DIBP had decided that the Applicant was not of good character by reason of his conduct on a single day. The applicant had been convicted in November 2009 of two counts of common assault and one of breaching an Apprehended Violence Order (AVO). The charges arose out of an argument between the Applicants and his then wife on 22 October 2009.
It is a requirement for eligibility for Australian citizenship by conferral that a person be of good character: Australian Citizenship Act 2007 (the Citizenship Act) s 21(2)(h). However, the Citizenship Act does not define “good character”. Guidance is found in Chapter 10 of the Australian Citizenship Instructions (ACIs) which offers guidance on policy in relation to the interpretation of, and exercise of powers under, the Citizenship Act and Regulations.
The ACIs refer to the phrase “enduring moral qualities” in assessing character. The AAT held that the phrase “encompasses concepts of characteristics which have been demonstrated over a very long period of time; distinguishing right from wrong; and behaving in an ethical manner, conforming to the rules and values of Australian society. This broad definition means that “a decision maker can be satisfied that an applicant is of good character if the applicant has demonstrated good enduring/lasting moral qualities that are evident before their visa application and throughout their migration and citizenship processes”: cl 10.3.1.
“When considering a person’s enduring moral qualities, a decision maker needs to look “holistically at an applicant’s behaviour over a lasting or enduring period of time”: cl 10.5.4 of the ACIs. We accept the submission for the Minister that a period at least equivalent to a supervisory order such as parole or a good behaviour bond would be expected to elapse before a person can be considered reformed and of good character. We agree that, until a person is free of such obligation to the Court, their conduct cannot truly be tested. On the other hand, compliance with a supervisory order should not be dismissed as irrelevant. It is still the case that Mr Zhang has not re-offended for nearly four and a half years, during two of which he was not subject to any supervision. In all the circumstances, we are satisfied that he has reformed and will not re-offend.”
“We are satisfied, in all the circumstances, that Mr Zhang is of good character. We set aside the decision under review and remit it for reconsideration with a direction to that effect.”
Absolutely - this is yet another instance about the zealous application of law and regulation by delegate of the minister interpreting the rules in such a way that it's more about 'saving' ourselves from ourselves (just in case) and the community, from people of 'dubious' character, who still remain permanent residents for all intents and purposes and continue to walk 'amongst us'.
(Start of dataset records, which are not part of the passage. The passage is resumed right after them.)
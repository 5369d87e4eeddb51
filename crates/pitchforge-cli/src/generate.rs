//! `pitchforge generate` - Gemini-backed deck generation.
//!
//! Pipeline: StartupContext → per-section prompt → Gemini completion → Deck
//!           → optional deck JSON save → optional PPTX export
//!
//! A failed section never aborts the run: it receives a fixed placeholder and
//! is listed in the summary so it can be regenerated later with `--section`.

use anyhow::{Context, Result};
use colored::Colorize;
use indicatif::{ProgressBar, ProgressStyle};
use std::path::PathBuf;

use pitchforge_core::{
    failure_placeholder, generate_section, Deck, GeminiClient, GenerationReport, Section,
    StartupContext, TextGenerator,
};
use pitchforge_pptx::export_deck;

/// Options for the `pitchforge generate` command.
pub struct GenerateOptions {
    pub section: Option<String>,
    pub save_deck: Option<PathBuf>,
    pub export: bool,
    pub output_dir: PathBuf,
    pub model: Option<String>,
}

/// Run deck generation against the live Gemini API.
///
/// With `--section` a single slide is regenerated and printed; otherwise all
/// ten sections are generated in canonical deck order behind a progress bar.
pub async fn run(context: StartupContext, opts: GenerateOptions) -> Result<GenerationReport> {
    let mut client = GeminiClient::from_env().context("building the Gemini client")?;
    if let Some(model) = &opts.model {
        client = client.with_model(model.clone());
    }

    let report = match opts.section.as_deref() {
        Some(name) => {
            let section: Section = name.parse()?;
            println!(
                "▶ Regenerating \"{}\" for: {}",
                section.title(),
                context.startup_name.trim().bold()
            );
            let content = generate_section(&client, section, &context).await?;
            println!();
            println!("{}", content);

            let mut deck = Deck::new();
            deck.insert(section, content);
            GenerationReport {
                deck,
                failed: Vec::new(),
            }
        }
        None => generate_deck(&client, &context).await?,
    };

    if let Some(path) = &opts.save_deck {
        let json =
            serde_json::to_string_pretty(&report.deck).context("serialising deck to JSON")?;
        std::fs::write(path, json)
            .with_context(|| format!("writing deck to {}", path.display()))?;
        println!("💾 Deck saved to {}", path.display());
    }

    if opts.export {
        let path = export_deck(&context, &report.deck, &opts.output_dir)
            .context("exporting the PPTX package")?;
        println!("📦 Exported {}", path.display());
    }

    Ok(report)
}

/// Generate all ten sections, placeholders standing in for failures.
///
/// Drives `generate_section` directly rather than the one-shot orchestrator
/// call so each section can be reported as it finishes.
async fn generate_deck(
    generator: &dyn TextGenerator,
    context: &StartupContext,
) -> Result<GenerationReport> {
    context.validate()?;

    println!(
        "▶ Generating pitch deck for: {}",
        context.startup_name.trim().bold()
    );
    println!(
        "  Provider: {}  Sections: {}",
        generator.name(),
        Section::ALL.len()
    );
    println!();

    let bar = ProgressBar::new(Section::ALL.len() as u64);
    bar.set_style(
        ProgressStyle::with_template("  [{bar:30.cyan/blue}] {pos}/{len} {msg}")
            .expect("progress template is static")
            .progress_chars("=> "),
    );

    let mut deck = Deck::new();
    let mut failed = Vec::new();

    for section in Section::ALL {
        bar.set_message(section.title());
        match generate_section(generator, section, context).await {
            Ok(content) => {
                bar.println(format!("  {} {}", "✓".green(), section.title()));
                deck.insert(section, content);
            }
            Err(e) => {
                bar.println(format!("  {} {}: {}", "✗".red(), section.title(), e));
                deck.insert(section, failure_placeholder(section));
                failed.push(section);
            }
        }
        bar.inc(1);
    }
    bar.finish_and_clear();

    println!();
    println!("{}", "─".repeat(60));
    println!(
        "{} Deck generation complete: {} sections, {} placeholders",
        if failed.is_empty() { "✅" } else { "⚠️" },
        deck.len(),
        failed.len()
    );

    if !failed.is_empty() {
        println!("\nFailed sections (regenerate with --section):");
        for section in &failed {
            println!("  • {}", section.wire_name());
        }
    }

    Ok(GenerationReport { deck, failed })
}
Two questions, (or more): Isn't there an internal review of such application outcomes undertaken by Canberra (or even within the state offices - why not?) to ensure that natural justice fares prominently in the department's actions and some corrective action (should I say 're-training') taken to address these discrepancies? - who minds the 'minders'?
After such a decision is made by a minister's delegate, how does someone who is in the same position as Mr Zhang, fight the machinery if they have no means and no resources to take a case to the AAT?
I've had two clients who've been told to wait a good '10 years' before applying for Citizenship again, as a 'safe' period of time, for very similar issues - now - isn't that departmental control gone bezerk? is that a 'reasonable' period to show no 're-offending'?
Don't we want people to participate in society and become 'acculturated' into our community, exercise their democratic right to vote and be heard?
What message are we giving migrant communities, second and third generations? that they are ok because they're Australian born but their parents are not 'quite' ok to become citizens 'yet'? all of this seems conditional, to me, as there is a wide spectrum within the context of 'good character', regardless of the prescriptive ministerial direction (as the AAT has established).
Whilst the character provisions within both Acts are there to ensure that people who are a security and a criminal risks are dealt with and scrutinised (and I totally agree with that), if s501 was applied to EVERYONE in Australia who had just the one episode or a couple of lesser ones, it will become a significantly empty space with permanent residents being deported, full of people who could not obtain citizenship or have it taken away (why not?) including a few politicians... an interesting thought... just imagine, a limited pool of voters within a big brother governmental framework - interesting thought...
This is a great decision and shows up the failure by DIBP to comprehend their own statutory scheme.